Comparing BTC price performance since 2015 at the weekend, Peterson described Bitcoin as currently being “near the low end” of what remains a standard range.

The next two months, however, should be critical — April is historically one of the two best months for the Bitcoin bull market. 

“Nearly all of Bitcoin’s annual performance occurs in 2 months: April and October,” Peterson commented.  

“It is entirely possible Bitcoin could reach a new all-time high before June.”

Bitcoin growth of $100 comparison. Source: Timothy Peterson/X

Further analysis produced a BTC price target of $126,000 as an average level that Bitcoin could still attain within the next two-and-a-half months. 

$70,000 marks a key “FUD” watershed

When it comes to BTC price predictions, social media analysis is giving research firm Santiment cause to pay attention to two levels in particular.

Related: Bitcoin reclaims $80K zone as BNB, TON, GT, ATOM hint at altcoin season

In its latest investigation, Santiment tied $69,000 and $100,000 to extremes in market outlook.

“Over the past month, we have not seen Bitcoin’s market value fall below $70K OR rise above $100K,” it summarized on X. 

“That means looking at the crowd’s social predictions of $100K is a great gauge for FOMO. Historically, markets move the opposite direction of the crowd’s expectations.”

Bitcoin social media data.
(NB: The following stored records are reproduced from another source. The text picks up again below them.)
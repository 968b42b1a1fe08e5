use std::sync::LazyLock;

use rb_core::types::{LogProcessorKind, Step, StepKind};
use regex::Regex;
use serde::{Deserialize, Serialize};
use uuid::Uuid;

use crate::classify::classify_item;

/// One step's worth of output, before it is attached to a run.
#[derive(Debug, Clone, PartialEq, Eq, Serialize, Deserialize)]
pub struct StepPayload {
    pub kind: StepKind,
    pub raw_response: String,
    pub content: Option<String>,
    pub tool_use_id: Option<String>,
}

impl StepPayload {
    pub fn new(kind: StepKind, raw_response: impl Into<String>, content: Option<String>) -> Self {
        Self {
            kind,
            raw_response: raw_response.into(),
            content,
            tool_use_id: None,
        }
    }

    pub fn into_step(self, run_id: Uuid) -> Step {
        Step::new(run_id, self.kind, self.raw_response, self.content)
            .with_tool_use_id(self.tool_use_id)
    }
}

// ---------------------------------------------------------------------------
// Processor
// ---------------------------------------------------------------------------

/// Lazy, finite stream of payloads borrowed from the raw text.
pub type Payloads<'a> = Box<dyn Iterator<Item = StepPayload> + 'a>;

#[derive(Debug, Clone, Copy, PartialEq, Eq)]
pub struct LogProcessor {
    kind: LogProcessorKind,
}

impl LogProcessor {
    pub fn new(kind: LogProcessorKind) -> Self {
        Self { kind }
    }

    pub fn kind(&self) -> LogProcessorKind {
        self.kind
    }

    pub fn process<'a>(&self, raw: &'a str) -> Payloads<'a> {
        match self.kind {
            LogProcessorKind::Text => Box::new(std::iter::once(text_payload(raw))),
            LogProcessorKind::ClaudeJson => claude_json(raw),
            LogProcessorKind::ClaudeStreamingJson => claude_streaming_json(raw),
            LogProcessorKind::Auto => {
                if looks_like_json(raw) {
                    claude_json(raw)
                } else {
                    Box::new(std::iter::once(text_payload(raw)))
                }
            }
        }
    }
}

pub fn process(kind: LogProcessorKind, raw: &str) -> Payloads<'_> {
    LogProcessor::new(kind).process(raw)
}

// ---------------------------------------------------------------------------
// Text
// ---------------------------------------------------------------------------

static FAILURE_WORD: LazyLock<Option<Regex>> =
    LazyLock::new(|| Regex::new(r"(?i)\b(error|exception|failed|failure)\b").ok());

/// Whether plain text reads as a failure report. Covers `api error` and
/// status-code lines such as `500 request failed`.
pub fn is_failure_text(text: &str) -> bool {
    FAILURE_WORD
        .as_ref()
        .is_some_and(|re| re.is_match(text))
}

fn text_payload(raw: &str) -> StepPayload {
    let kind = if is_failure_text(raw) {
        StepKind::Error
    } else {
        StepKind::Text
    };
    StepPayload::new(kind, raw, Some(raw.to_string()))
}

// ---------------------------------------------------------------------------
// JSON
// ---------------------------------------------------------------------------

fn looks_like_json(raw: &str) -> bool {
    let trimmed = raw.trim();
    (trimmed.starts_with('{') && trimmed.ends_with('}'))
        || (trimmed.starts_with('[') && trimmed.ends_with(']'))
}

fn parse_error(raw: &str) -> StepPayload {
    StepPayload::new(StepKind::Error, raw, Some(raw.to_string()))
}

fn claude_json(raw: &str) -> Payloads<'_> {
    match serde_json::from_str::<serde_json::Value>(raw) {
        Ok(serde_json::Value::Array(items)) => {
            Box::new(items.into_iter().map(|item| classify_item(&item)))
        }
        Ok(item) => Box::new(std::iter::once(classify_item(&item))),
        Err(err) => {
            tracing::debug!(error = %err, "agent output is not valid JSON");
            Box::new(std::iter::once(parse_error(raw)))
        }
    }
}

fn claude_streaming_json(raw: &str) -> Payloads<'_> {
    Box::new(
        raw.lines()
            .filter(|line| !line.trim().is_empty())
            .map(|line| match serde_json::from_str::<serde_json::Value>(line) {
                Ok(item) => classify_item(&item),
                Err(_) => parse_error(line),
            }),
    )
}

#[cfg(test)]
mod tests {
    use super::*;

    #[test]
    fn failure_pattern_compiles() {
        assert!(FAILURE_WORD.is_some());
        assert!(is_failure_text("Build FAILED"));
        assert!(!is_failure_text("errors-free"));
    }

    #[test]
    fn auto_detects_bracketed_json() {
        let raw = "  [{\"type\":\"result\",\"result\":\"ok\"}]\n";
        let out: Vec<_> = process(LogProcessorKind::Auto, raw).collect();
        assert_eq!(out.len(), 1);
        assert_eq!(out[0].kind, StepKind::Result);

        let out: Vec<_> = process(LogProcessorKind::Auto, "{ not really").collect();
        assert_eq!(out[0].kind, StepKind::Text);
    }

    #[test]
    fn failure_words_are_whole_words() {
        assert!(is_failure_text("HTTP 503: request FAILED"));
        assert!(is_failure_text("API Error: overloaded"));
        assert!(!is_failure_text("200 OK"));
        assert!(!is_failure_text("errors are counted by the errorless logger"));
    }

    #[test]
    fn streaming_is_lazy() {
        let raw = "{\"type\":\"result\",\"result\":\"a\"}\nnot json\n";
        let mut it = process(LogProcessorKind::ClaudeStreamingJson, raw);
        assert_eq!(it.next().map(|p| p.kind), Some(StepKind::Result));
        assert_eq!(it.next().map(|p| p.kind), Some(StepKind::Error));
        assert!(it.next().is_none());
    }
}
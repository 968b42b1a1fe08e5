//! Git operations executed inside short-lived containers bound to a task's
//! workspace volume.

pub mod credentials;
pub mod errors;
pub mod operations;

pub use credentials::{Credentials, RemoteKind};
pub use errors::{enhance_error, GitError, Result};
pub use operations::GitOperations;
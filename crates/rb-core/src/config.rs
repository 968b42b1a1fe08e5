use rb_telemetry::LogFormat;
use serde::{Deserialize, Serialize};
use std::path::PathBuf;
use std::time::Duration;

/// Top-level configuration loaded from `~/.runbox/config.toml`.
///
/// Credentials are never part of the config; they live on the `User` record
/// handed to the engine.
#[derive(Debug, Clone, Serialize, Deserialize, Default)]
pub struct Config {
    #[serde(default)]
    pub general: GeneralConfig,
    #[serde(default)]
    pub docker: DockerConfig,
    #[serde(default)]
    pub timeouts: TimeoutsConfig,
    #[serde(default)]
    pub runs: RunsConfig,
}

impl Config {
    /// Load config from `~/.runbox/config.toml`, falling back to defaults
    /// when the file does not exist.
    pub fn load() -> Result<Self, ConfigError> {
        let path = Self::default_path();
        if path.exists() {
            Self::load_from(path)
        } else {
            let cfg = Config::default();
            cfg.validate()?;
            Ok(cfg)
        }
    }

    /// Load from a specific path.
    pub fn load_from(path: impl Into<PathBuf>) -> Result<Self, ConfigError> {
        let path = path.into();
        let text = std::fs::read_to_string(&path).map_err(|e| ConfigError::Io(e.to_string()))?;
        let cfg: Config = toml::from_str(&text).map_err(|e| ConfigError::Parse(e.to_string()))?;
        cfg.validate()?;
        Ok(cfg)
    }

    /// Serialize config to TOML string.
    pub fn to_toml(&self) -> Result<String, ConfigError> {
        self.validate()?;
        toml::to_string_pretty(self).map_err(|e| ConfigError::Parse(e.to_string()))
    }

    /// Semantic validation for settings that are not fully expressible via type checks.
    pub fn validate(&self) -> Result<(), ConfigError> {
        self.general.validate()?;
        self.docker.validate()?;
        self.timeouts.validate()?;
        self.runs.validate()?;
        Ok(())
    }

    /// Data directory with a leading `~/` expanded.
    pub fn data_dir(&self) -> PathBuf {
        expand_home(&self.general.data_dir)
    }

    fn default_path() -> PathBuf {
        dirs::home_dir()
            .unwrap_or_else(|| PathBuf::from("."))
            .join(".runbox")
            .join("config.toml")
    }
}

fn expand_home(path: &str) -> PathBuf {
    match path.strip_prefix("~/") {
        Some(rest) => dirs::home_dir()
            .unwrap_or_else(|| PathBuf::from("."))
            .join(rest),
        None => PathBuf::from(path),
    }
}

// ---------------------------------------------------------------------------
// Error
// ---------------------------------------------------------------------------

#[derive(Debug, thiserror::Error)]
pub enum ConfigError {
    #[error("io: {0}")]
    Io(String),
    #[error("parse: {0}")]
    Parse(String),
    #[error("validation: {0}")]
    Validation(String),
}

// ---------------------------------------------------------------------------
// Section structs
// ---------------------------------------------------------------------------

#[derive(Debug, Clone, Serialize, Deserialize)]
pub struct GeneralConfig {
    #[serde(default = "default_log_level")]
    pub log_level: String,
    /// "human" or "json".
    #[serde(default)]
    pub log_format: LogFormat,
    #[serde(default = "default_data_dir")]
    pub data_dir: String,
}

impl Default for GeneralConfig {
    fn default() -> Self {
        Self {
            log_level: default_log_level(),
            log_format: LogFormat::default(),
            data_dir: default_data_dir(),
        }
    }
}

impl GeneralConfig {
    pub fn validate(&self) -> Result<(), ConfigError> {
        if self.log_level.trim().is_empty() {
            return Err(ConfigError::Validation(
                "general.log_level must not be empty".into(),
            ));
        }
        Ok(())
    }

    pub fn json_logs(&self) -> bool {
        self.log_format == LogFormat::Json
    }
}

fn default_log_level() -> String {
    "info".into()
}
fn default_data_dir() -> String {
    "~/.runbox".into()
}

#[derive(Debug, Clone, Serialize, Deserialize)]
pub struct DockerConfig {
    /// `unix:///path/to/docker.sock` or `tcp://host:port`; local defaults when unset.
    #[serde(default)]
    pub endpoint: Option<String>,
    #[serde(default = "default_connect_timeout_secs")]
    pub connect_timeout_secs: u64,
}

impl Default for DockerConfig {
    fn default() -> Self {
        Self {
            endpoint: None,
            connect_timeout_secs: default_connect_timeout_secs(),
        }
    }
}

impl DockerConfig {
    pub fn validate(&self) -> Result<(), ConfigError> {
        if let Some(endpoint) = &self.endpoint {
            validate_endpoint(endpoint)?;
        }
        if self.connect_timeout_secs == 0 {
            return Err(ConfigError::Validation(
                "docker.connect_timeout_secs must be greater than zero".into(),
            ));
        }
        Ok(())
    }
}

/// Address part of a Docker endpoint URL.
#[derive(Debug, Clone, Copy, PartialEq, Eq)]
pub enum EndpointAddr<'a> {
    /// Absolute socket path.
    Unix(&'a str),
    /// `host[:port]`.
    Tcp(&'a str),
}

/// Parse `unix:///abs/path` or `tcp://host[:port]`. Surrounding whitespace
/// is ignored.
pub fn parse_endpoint(endpoint: &str) -> Option<EndpointAddr<'_>> {
    let endpoint = endpoint.trim();
    if let Some(path) = endpoint.strip_prefix("unix://") {
        path.starts_with('/').then_some(EndpointAddr::Unix(path))
    } else if let Some(addr) = endpoint.strip_prefix("tcp://") {
        (!addr.is_empty() && !addr.starts_with(':')).then_some(EndpointAddr::Tcp(addr))
    } else {
        None
    }
}

pub fn validate_endpoint(endpoint: &str) -> Result<(), ConfigError> {
    match parse_endpoint(endpoint) {
        Some(_) => Ok(()),
        None => Err(ConfigError::Validation(format!(
            "docker endpoint must be unix:///path or tcp://host:port, got \"{endpoint}\""
        ))),
    }
}

fn default_connect_timeout_secs() -> u64 {
    120
}

#[derive(Debug, Clone, Serialize, Deserialize)]
pub struct TimeoutsConfig {
    #[serde(default = "default_setup_secs")]
    pub setup_secs: u64,
    #[serde(default = "default_mcp_secs")]
    pub mcp_secs: u64,
    #[serde(default = "default_git_secs")]
    pub git_secs: u64,
}

impl Default for TimeoutsConfig {
    fn default() -> Self {
        Self {
            setup_secs: default_setup_secs(),
            mcp_secs: default_mcp_secs(),
            git_secs: default_git_secs(),
        }
    }
}

impl TimeoutsConfig {
    pub fn validate(&self) -> Result<(), ConfigError> {
        for (name, value) in [
            ("setup_secs", self.setup_secs),
            ("mcp_secs", self.mcp_secs),
            ("git_secs", self.git_secs),
        ] {
            if value == 0 {
                return Err(ConfigError::Validation(format!(
                    "timeouts.{name} must be greater than zero"
                )));
            }
        }
        Ok(())
    }

    pub fn setup(&self) -> Duration {
        Duration::from_secs(self.setup_secs)
    }

    pub fn mcp(&self) -> Duration {
        Duration::from_secs(self.mcp_secs)
    }

    pub fn git(&self) -> Duration {
        Duration::from_secs(self.git_secs)
    }
}

fn default_setup_secs() -> u64 {
    600
}
fn default_mcp_secs() -> u64 {
    60
}
fn default_git_secs() -> u64 {
    120
}

#[derive(Debug, Clone, Serialize, Deserialize)]
pub struct RunsConfig {
    /// Frames of backtrace kept on a failed run's error step.
    #[serde(default = "default_backtrace_lines")]
    pub backtrace_lines: usize,
    #[serde(default = "default_redaction_marker")]
    pub redaction_marker: String,
    /// `{RUN_ID}` is replaced with the run id.
    #[serde(default = "default_commit_message")]
    pub commit_message: String,
}

impl Default for RunsConfig {
    fn default() -> Self {
        Self {
            backtrace_lines: default_backtrace_lines(),
            redaction_marker: default_redaction_marker(),
            commit_message: default_commit_message(),
        }
    }
}

impl RunsConfig {
    pub fn validate(&self) -> Result<(), ConfigError> {
        if self.redaction_marker.is_empty() {
            return Err(ConfigError::Validation(
                "runs.redaction_marker must not be empty".into(),
            ));
        }
        if self.commit_message.trim().is_empty() {
            return Err(ConfigError::Validation(
                "runs.commit_message must not be empty".into(),
            ));
        }
        Ok(())
    }

    pub fn commit_message_for(&self, run_id: uuid::Uuid) -> String {
        self.commit_message.replace("{RUN_ID}", &run_id.to_string())
    }
}

fn default_backtrace_lines() -> usize {
    10
}
fn default_redaction_marker() -> String {
    "[FILTERED]".into()
}
fn default_commit_message() -> String {
    "Auto-commit from runbox run {RUN_ID}".into()
}
use std::sync::{Arc, Mutex, MutexGuard};

use rb_core::types::{RunStatus, Step};
use serde::Serialize;
use uuid::Uuid;

/// Region updates for the UI, keyed by run or task identity.
#[derive(Debug, Clone, Serialize)]
#[serde(tag = "type", rename_all = "snake_case")]
pub enum RunEvent {
    StepAppended {
        task_id: Uuid,
        step: Step,
    },
    RunStatusChanged {
        task_id: Uuid,
        run_id: Uuid,
        status: RunStatus,
    },
    TaskUpdated {
        task_id: Uuid,
    },
}

impl RunEvent {
    /// Identity of the region this event replaces or appends to.
    pub fn target(&self) -> String {
        match self {
            RunEvent::StepAppended { step, .. } => format!("run:{}", step.run_id),
            RunEvent::RunStatusChanged { run_id, .. } => format!("run:{run_id}"),
            RunEvent::TaskUpdated { task_id } => format!("task:{task_id}"),
        }
    }

    pub fn task_id(&self) -> Uuid {
        match self {
            RunEvent::StepAppended { task_id, .. }
            | RunEvent::RunStatusChanged { task_id, .. }
            | RunEvent::TaskUpdated { task_id } => *task_id,
        }
    }
}

/// Broadcast bus built on flume channels.
///
/// Every [`subscribe`](EventBus::subscribe) gets its own receiver that sees
/// each event published afterwards. Publishing never fails: subscribers that
/// dropped their receiver are pruned.
#[derive(Clone, Default)]
pub struct EventBus {
    inner: Arc<Mutex<Vec<flume::Sender<RunEvent>>>>,
}

impl EventBus {
    pub fn new() -> Self {
        Self::default()
    }

    fn senders(&self) -> MutexGuard<'_, Vec<flume::Sender<RunEvent>>> {
        self.inner.lock().unwrap_or_else(|poisoned| poisoned.into_inner())
    }

    pub fn subscribe(&self) -> flume::Receiver<RunEvent> {
        let (tx, rx) = flume::unbounded();
        self.senders().push(tx);
        rx
    }

    pub fn publish(&self, event: RunEvent) {
        self.senders().retain(|tx| tx.send(event.clone()).is_ok());
    }

    pub fn subscriber_count(&self) -> usize {
        self.senders().len()
    }
}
Source: Santiment/X

Accompanying data examined social media mentions of various BTC price levels.

“This is why clusters of blue bars (representing $10K-$69K $BTC predictions) so reliably foreshadow a reversal (or buy signal), especially while markets are moving down and the crowd is getting fearful,” Santiment explained.

Crypto Fear & Greed Index (screenshot). Source: Alternative.me

The Crypto Fear & Greed Index stood at 32/100 on March 17, out of its “extreme fear” bracket and at its highest levels since Feb. 24.

This article does not contain investment advice or recommendations. Every investment and trading move involves risk, and readers should conduct their own research when making a decision.